GENESIS LAND DEVELOPMENT CORP. NOTES TO THE CONDENSED CONSOLIDATED INTERIM FINANCIAL STATEMENTS

(Unaudited) For the three and six months ended June 30, 2021 and 2020

(All tabular amounts and amounts in footnotes to tables are in thousands of Canadian dollars except number of shares)

8. COMMITMENTS AND CONTINGENCIES

  • a) The Corporation has issued letters of credit and surety bonds pursuant to servicing agreements with municipalities to indemnify them in the event that the Corporation does not perform its contractual obligations. As at June 30, 2021, these amounted to $9,090 (December 31, 2020 - $3,666).

b) The Corporation is committed to pay levies and municipal fees relating to signed municipal agreements on commencement of development of certain real estate assets with the following future payments:

July 1, 2021 to June 30, 2022 7,162
July 1, 2022 to June 30, 2023 3,505
July 1, 2023 to June 30, 2024 1,910
12,577
  • c) The Corporation is a co-defendant in a statement of claim initiated by limited partners of LPLP 2007 and its affiliated RRSP limited partnerships. The statement of claim is brought as a class action but has not yet been certified as such and is seeking damages of at least $16,585. Any potential liability to the Corporation and/or the Partnership is indeterminate, and no provision has been made. The Corporation’s view is that this action is without merit and is actively contesting it. The Corporation and the limited partners have each applied for summary judgement and the Corporation is contesting the certification of this matter as a class proceeding.

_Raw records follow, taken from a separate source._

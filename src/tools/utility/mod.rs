//! Everyday utilities: weather, conversions, lists, timers and randomness.

pub mod clock;
pub mod convert;
pub mod organizer;
pub mod random;
pub mod web;
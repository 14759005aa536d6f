//! Filename search, line search and tarball compression.

use std::fs;
use std::io::Write;
use std::path::{Path, PathBuf};

use color_eyre::eyre::WrapErr;
use color_eyre::Result;
use regex::Regex;
use walkdir::WalkDir;

use crate::tools::security::archive;
use crate::{constants, output};

fn compile(pattern: &str) -> Result<Regex> {
    Regex::new(pattern).wrap_err_with(|| format!("Invalid regex: {pattern}"))
}

/// Files under `root` whose name contains a match for `pattern`.
///
/// Unreadable directories are skipped.
#[must_use]
pub fn matching_files(root: &Path, pattern: &Regex) -> Vec<PathBuf> {
    WalkDir::new(root)
        .sort_by_file_name()
        .into_iter()
        .filter_map(|entry| match entry {
            Ok(entry) => Some(entry),
            Err(e) => {
                tracing::debug!(error = %e, "skipping unreadable entry");
                None
            }
        })
        .filter(|entry| entry.file_type().is_file())
        .filter(|entry| pattern.is_match(&entry.file_name().to_string_lossy()))
        .map(walkdir::DirEntry::into_path)
        .collect()
}

/// Prints every file below `root` whose name matches `pattern`.
///
/// # Errors
///
/// Returns an error if `pattern` is not a valid regex.
pub fn find_file(out: &mut dyn Write, pattern: &str, root: &Path) -> Result<()> {
    let regex = compile(pattern)?;
    let found = matching_files(root, &regex);
    if found.is_empty() {
        output::notice(out, constants::MSG_NO_FILES_MATCHED)?;
    }
    for path in found {
        writeln!(out, "{}", path.display())?;
    }
    Ok(())
}

/// `(line number, line)` pairs of `text` that match `pattern`, 1-based,
/// with trailing whitespace removed.
#[must_use]
pub fn matching_lines<'a>(text: &'a str, pattern: &Regex) -> Vec<(usize, &'a str)> {
    text.lines()
        .enumerate()
        .filter(|(_, line)| pattern.is_match(line))
        .map(|(i, line)| (i + 1, line.trim_end()))
        .collect()
}

/// Prints `n: line` for each line of `file` matching `pattern`.
///
/// # Errors
///
/// Returns an error on an invalid regex or an unreadable file.
pub fn grep(out: &mut dyn Write, pattern: &str, file: &Path) -> Result<()> {
    let regex = compile(pattern)?;
    let bytes = fs::read(file).wrap_err_with(|| format!("Failed to read {}", file.display()))?;
    let text = String::from_utf8_lossy(&bytes);
    for (number, line) in matching_lines(&text, &regex) {
        writeln!(out, "{number}: {line}")?;
    }
    Ok(())
}

/// Compresses a file or directory into a `tar.gz` at `dest`.
///
/// # Errors
///
/// Returns an error if `source` does not exist or writing fails.
pub fn compress(out: &mut dyn Write, source: &Path, dest: &Path) -> Result<()> {
    archive::write_tar_gz(source, dest).wrap_err("Compression failed")?;
    output::success(out, &format!("{}{}", constants::MSG_ARCHIVE_CREATED, dest.display()))?;
    Ok(())
}
//! Append-only timestamped notes file.

use std::fs::{self, OpenOptions};
use std::io::Write;
use std::path::{Path, PathBuf};

use chrono::{DateTime, Local};
use color_eyre::eyre::WrapErr;
use color_eyre::Result;

const TIMESTAMP_FORMAT: &str = "%Y-%m-%d %H:%M:%S";

/// Notes stored one per line as `[YYYY-MM-DD HH:MM:SS] text`.
#[derive(Debug, Clone)]
pub struct NoteBook {
    path: PathBuf,
}

impl NoteBook {
    #[must_use]
    pub fn new(path: &Path) -> Self {
        Self {
            path: path.to_path_buf(),
        }
    }

    /// Appends a note stamped with the current local time.
    ///
    /// # Errors
    ///
    /// Returns an error if the file cannot be opened or written.
    pub fn add(&self, text: &str) -> Result<()> {
        self.add_at(text, Local::now())
    }

    /// Appends a note with an explicit timestamp.
    ///
    /// # Errors
    ///
    /// Returns an error if the file cannot be opened or written.
    pub fn add_at(&self, text: &str, at: DateTime<Local>) -> Result<()> {
        if let Some(parent) = self.path.parent() {
            fs::create_dir_all(parent)
                .wrap_err_with(|| format!("Failed to create {}", parent.display()))?;
        }
        let mut file = OpenOptions::new()
            .create(true)
            .append(true)
            .open(&self.path)
            .wrap_err_with(|| format!("Failed to open {}", self.path.display()))?;
        writeln!(file, "{}", format_note(text, at))?;
        Ok(())
    }

    /// Full notes file contents, or `None` if no note was ever written.
    ///
    /// # Errors
    ///
    /// Returns an error if the file exists but cannot be read.
    pub fn read(&self) -> Result<Option<String>> {
        if !self.path.exists() {
            return Ok(None);
        }
        fs::read_to_string(&self.path)
            .map(Some)
            .wrap_err_with(|| format!("Failed to read {}", self.path.display()))
    }
}

fn format_note(text: &str, at: DateTime<Local>) -> String {
    format!("[{}] {text}", at.format(TIMESTAMP_FORMAT))
}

  • d) The Corporation has contracted to acquire 156 residential lots in the City of Calgary for $20,157 from third-party land developers. The Corporation has paid deposits totaling $2,560 with the remainder being payable as follows:

July 1, 2021 to June 30, 2022 552
July 1, 2022 to June 30, 2023 6,606
July 1, 2023 to June 30, 2024 10,439
17,597
  • e) During the six months ended June 30, 2021, the Corporation entered into a binding agreement to acquire approximately 157 acres of future residential development land in the City of Calgary for $29,150. The Corporation paid a non-refundable deposit of $2,186, with the balance of $26,964 to be paid on closing, currently scheduled for April 2022.

12

GENESIS LAND DEVELOPMENT CORP. NOTES TO THE CONDENSED CONSOLIDATED INTERIM FINANCIAL STATEMENTS

(Unaudited)

For the three and six months ended June 30, 2021 and 2020

(All tabular amounts and amounts in footnotes to tables are in thousands of Canadian dollars except number of shares)

9. FINANCIAL INSTRUMENTS

The fair values of cash and cash equivalents, restricted cash, accounts payable and accrued liabilities approximate their carrying values as they are typically expected to be settled within twelve months. The fair value of deposits approximates their carrying value as the terms of deposits are comparable to the market terms for similar instruments.

The fair values of the Corporation’s loans and credit facilities, amounts receivable and vendor-take-back mortgage receivable were estimated based on current market rates for loans of the same risk and maturities.

The fair value of investments in land development entities are based on the market approach method. This method uses prices and other relevant information that have been generated by market transactions involving identical or comparable assets.

Fair value measurements recognized in the consolidated balance sheets are categorized using a fair value hierarchy that reflects the significance of inputs used in determining the fair values. The three fair value hierarchy levels are as follows:

  • Level 1: Quoted prices (unadjusted) in active markets for identical assets or liabilities;

  • Level 2: Inputs other than quoted prices included in Level 1 that are observable for the asset or liability, either directly (i.e. as prices) or indirectly (i.e. derived from prices); and

  • Level 3: Inputs for the asset or liability that is not based on observable market data (unobservable inputs).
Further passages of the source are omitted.